[[ Provided information open ]]

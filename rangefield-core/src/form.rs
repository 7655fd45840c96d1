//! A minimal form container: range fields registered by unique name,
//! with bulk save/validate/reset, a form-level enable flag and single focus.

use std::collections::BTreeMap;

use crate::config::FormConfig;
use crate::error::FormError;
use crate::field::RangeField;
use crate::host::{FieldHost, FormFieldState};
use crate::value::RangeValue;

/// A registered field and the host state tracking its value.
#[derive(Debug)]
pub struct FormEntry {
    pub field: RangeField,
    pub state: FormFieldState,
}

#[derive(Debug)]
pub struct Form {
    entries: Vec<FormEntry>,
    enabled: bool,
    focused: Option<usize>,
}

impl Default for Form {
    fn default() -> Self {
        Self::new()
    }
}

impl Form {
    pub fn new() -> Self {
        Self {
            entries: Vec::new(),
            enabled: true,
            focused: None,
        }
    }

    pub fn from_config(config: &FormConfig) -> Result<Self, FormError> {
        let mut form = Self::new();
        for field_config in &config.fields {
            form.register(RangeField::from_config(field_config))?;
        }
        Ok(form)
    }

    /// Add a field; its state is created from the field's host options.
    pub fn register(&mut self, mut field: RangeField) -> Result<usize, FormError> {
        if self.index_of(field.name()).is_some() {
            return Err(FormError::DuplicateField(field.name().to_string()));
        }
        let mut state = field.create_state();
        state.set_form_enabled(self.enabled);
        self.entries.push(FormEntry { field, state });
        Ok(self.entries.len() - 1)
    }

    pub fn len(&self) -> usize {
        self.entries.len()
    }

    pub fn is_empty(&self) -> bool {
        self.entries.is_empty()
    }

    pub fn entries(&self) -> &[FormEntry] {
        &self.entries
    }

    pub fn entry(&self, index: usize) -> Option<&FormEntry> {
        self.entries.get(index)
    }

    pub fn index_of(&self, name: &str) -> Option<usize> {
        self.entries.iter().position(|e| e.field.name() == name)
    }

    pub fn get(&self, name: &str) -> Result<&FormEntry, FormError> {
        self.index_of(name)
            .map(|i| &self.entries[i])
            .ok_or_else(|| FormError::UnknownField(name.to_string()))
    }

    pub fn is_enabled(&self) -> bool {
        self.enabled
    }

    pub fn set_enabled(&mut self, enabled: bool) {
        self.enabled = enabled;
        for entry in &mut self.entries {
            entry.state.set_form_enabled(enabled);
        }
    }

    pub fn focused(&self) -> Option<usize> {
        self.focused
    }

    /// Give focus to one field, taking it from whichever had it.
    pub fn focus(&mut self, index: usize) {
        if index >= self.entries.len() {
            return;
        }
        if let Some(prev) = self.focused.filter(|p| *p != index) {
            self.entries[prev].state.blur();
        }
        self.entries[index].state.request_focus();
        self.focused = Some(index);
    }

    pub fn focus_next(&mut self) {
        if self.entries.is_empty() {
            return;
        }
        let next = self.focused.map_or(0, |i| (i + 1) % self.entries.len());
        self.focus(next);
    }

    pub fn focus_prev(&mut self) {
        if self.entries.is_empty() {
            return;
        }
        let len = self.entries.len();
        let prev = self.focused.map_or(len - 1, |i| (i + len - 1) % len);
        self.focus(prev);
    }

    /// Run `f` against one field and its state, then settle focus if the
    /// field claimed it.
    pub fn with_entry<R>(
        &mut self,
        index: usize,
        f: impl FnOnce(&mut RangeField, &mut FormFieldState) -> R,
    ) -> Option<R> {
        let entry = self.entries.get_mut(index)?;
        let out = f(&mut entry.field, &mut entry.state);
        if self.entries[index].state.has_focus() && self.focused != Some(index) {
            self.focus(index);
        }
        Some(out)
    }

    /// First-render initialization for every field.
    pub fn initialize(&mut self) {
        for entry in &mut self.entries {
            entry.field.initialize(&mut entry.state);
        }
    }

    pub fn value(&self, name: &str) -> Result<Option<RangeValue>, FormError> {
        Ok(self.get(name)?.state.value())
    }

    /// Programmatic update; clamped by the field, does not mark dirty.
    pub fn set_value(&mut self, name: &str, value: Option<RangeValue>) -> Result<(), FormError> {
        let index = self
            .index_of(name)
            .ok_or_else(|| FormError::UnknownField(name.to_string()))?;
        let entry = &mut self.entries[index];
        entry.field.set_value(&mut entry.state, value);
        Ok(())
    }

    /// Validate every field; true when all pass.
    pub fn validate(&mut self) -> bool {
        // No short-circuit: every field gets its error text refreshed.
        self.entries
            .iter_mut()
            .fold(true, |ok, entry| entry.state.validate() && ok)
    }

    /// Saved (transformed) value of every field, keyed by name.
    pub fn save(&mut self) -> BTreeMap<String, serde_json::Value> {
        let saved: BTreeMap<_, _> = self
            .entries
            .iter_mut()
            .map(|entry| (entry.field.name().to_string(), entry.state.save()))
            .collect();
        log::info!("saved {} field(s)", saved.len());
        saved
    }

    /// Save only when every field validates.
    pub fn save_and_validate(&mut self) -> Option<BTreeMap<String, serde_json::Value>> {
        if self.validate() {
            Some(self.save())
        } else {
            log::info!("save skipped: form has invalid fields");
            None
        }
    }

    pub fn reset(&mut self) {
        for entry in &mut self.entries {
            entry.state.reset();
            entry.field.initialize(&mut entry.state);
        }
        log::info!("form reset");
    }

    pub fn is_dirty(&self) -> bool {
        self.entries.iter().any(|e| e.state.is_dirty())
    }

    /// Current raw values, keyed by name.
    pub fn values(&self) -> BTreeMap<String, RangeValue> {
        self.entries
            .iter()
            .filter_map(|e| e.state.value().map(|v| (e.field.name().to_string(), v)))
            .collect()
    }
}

[[ Provided information closed ]]
[[ Provided information open ]]

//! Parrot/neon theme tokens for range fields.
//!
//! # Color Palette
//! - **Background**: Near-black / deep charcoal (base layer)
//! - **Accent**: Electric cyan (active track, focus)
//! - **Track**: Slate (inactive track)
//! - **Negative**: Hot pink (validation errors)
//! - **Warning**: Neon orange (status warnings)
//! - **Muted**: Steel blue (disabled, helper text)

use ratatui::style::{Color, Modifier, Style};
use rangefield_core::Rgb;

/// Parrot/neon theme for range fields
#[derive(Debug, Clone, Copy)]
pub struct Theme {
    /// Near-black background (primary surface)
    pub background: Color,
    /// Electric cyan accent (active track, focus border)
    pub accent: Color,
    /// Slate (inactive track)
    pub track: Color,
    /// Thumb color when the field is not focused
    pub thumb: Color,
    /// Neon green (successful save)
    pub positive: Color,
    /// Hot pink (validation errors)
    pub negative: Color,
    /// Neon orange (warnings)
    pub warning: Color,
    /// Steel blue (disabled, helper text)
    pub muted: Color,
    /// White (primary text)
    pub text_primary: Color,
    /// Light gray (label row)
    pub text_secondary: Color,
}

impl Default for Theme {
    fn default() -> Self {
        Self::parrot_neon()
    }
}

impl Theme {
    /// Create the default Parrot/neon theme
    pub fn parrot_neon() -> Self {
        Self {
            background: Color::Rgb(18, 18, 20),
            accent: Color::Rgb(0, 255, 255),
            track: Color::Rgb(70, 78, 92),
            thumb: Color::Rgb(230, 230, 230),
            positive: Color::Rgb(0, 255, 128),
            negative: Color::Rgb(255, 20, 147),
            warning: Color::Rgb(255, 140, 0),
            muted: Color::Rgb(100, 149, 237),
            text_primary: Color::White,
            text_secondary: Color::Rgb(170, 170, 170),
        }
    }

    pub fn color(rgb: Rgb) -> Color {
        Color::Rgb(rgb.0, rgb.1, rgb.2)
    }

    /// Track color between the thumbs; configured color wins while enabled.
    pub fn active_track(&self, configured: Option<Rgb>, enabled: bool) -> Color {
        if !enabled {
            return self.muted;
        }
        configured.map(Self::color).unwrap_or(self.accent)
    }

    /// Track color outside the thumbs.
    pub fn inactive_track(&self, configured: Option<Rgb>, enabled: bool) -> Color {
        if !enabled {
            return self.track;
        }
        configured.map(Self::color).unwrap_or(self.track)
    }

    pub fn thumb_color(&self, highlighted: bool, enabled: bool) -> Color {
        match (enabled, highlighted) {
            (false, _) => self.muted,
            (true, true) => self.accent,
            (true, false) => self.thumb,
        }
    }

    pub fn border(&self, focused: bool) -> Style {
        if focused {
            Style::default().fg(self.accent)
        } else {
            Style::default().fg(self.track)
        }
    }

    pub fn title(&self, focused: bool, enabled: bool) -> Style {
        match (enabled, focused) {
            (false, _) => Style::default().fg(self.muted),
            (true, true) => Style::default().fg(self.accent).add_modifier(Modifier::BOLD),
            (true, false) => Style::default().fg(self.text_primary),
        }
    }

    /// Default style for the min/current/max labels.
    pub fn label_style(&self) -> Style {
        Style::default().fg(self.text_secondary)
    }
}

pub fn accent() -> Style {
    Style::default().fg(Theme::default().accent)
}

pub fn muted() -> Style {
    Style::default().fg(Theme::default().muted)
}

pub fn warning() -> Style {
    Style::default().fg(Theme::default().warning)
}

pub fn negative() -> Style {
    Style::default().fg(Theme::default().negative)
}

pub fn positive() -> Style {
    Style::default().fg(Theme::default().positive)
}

[[ Provided information closed ]]

• Exercise: Everything above from the line containing "filename rangefield-core/src/form.rs" through the line containing "use crate::config::FormConfig;" must be copied exactly. Nothing outside that range belongs in the answer.

• Task solution:
filename rangefield-core/src/form.rs
repository 7655fd45840c96d1
//! A minimal form container: range fields registered by unique name,
//! with bulk save/validate/reset, a form-level enable flag and single focus.

use std::collections::BTreeMap;

use crate::config::FormConfig;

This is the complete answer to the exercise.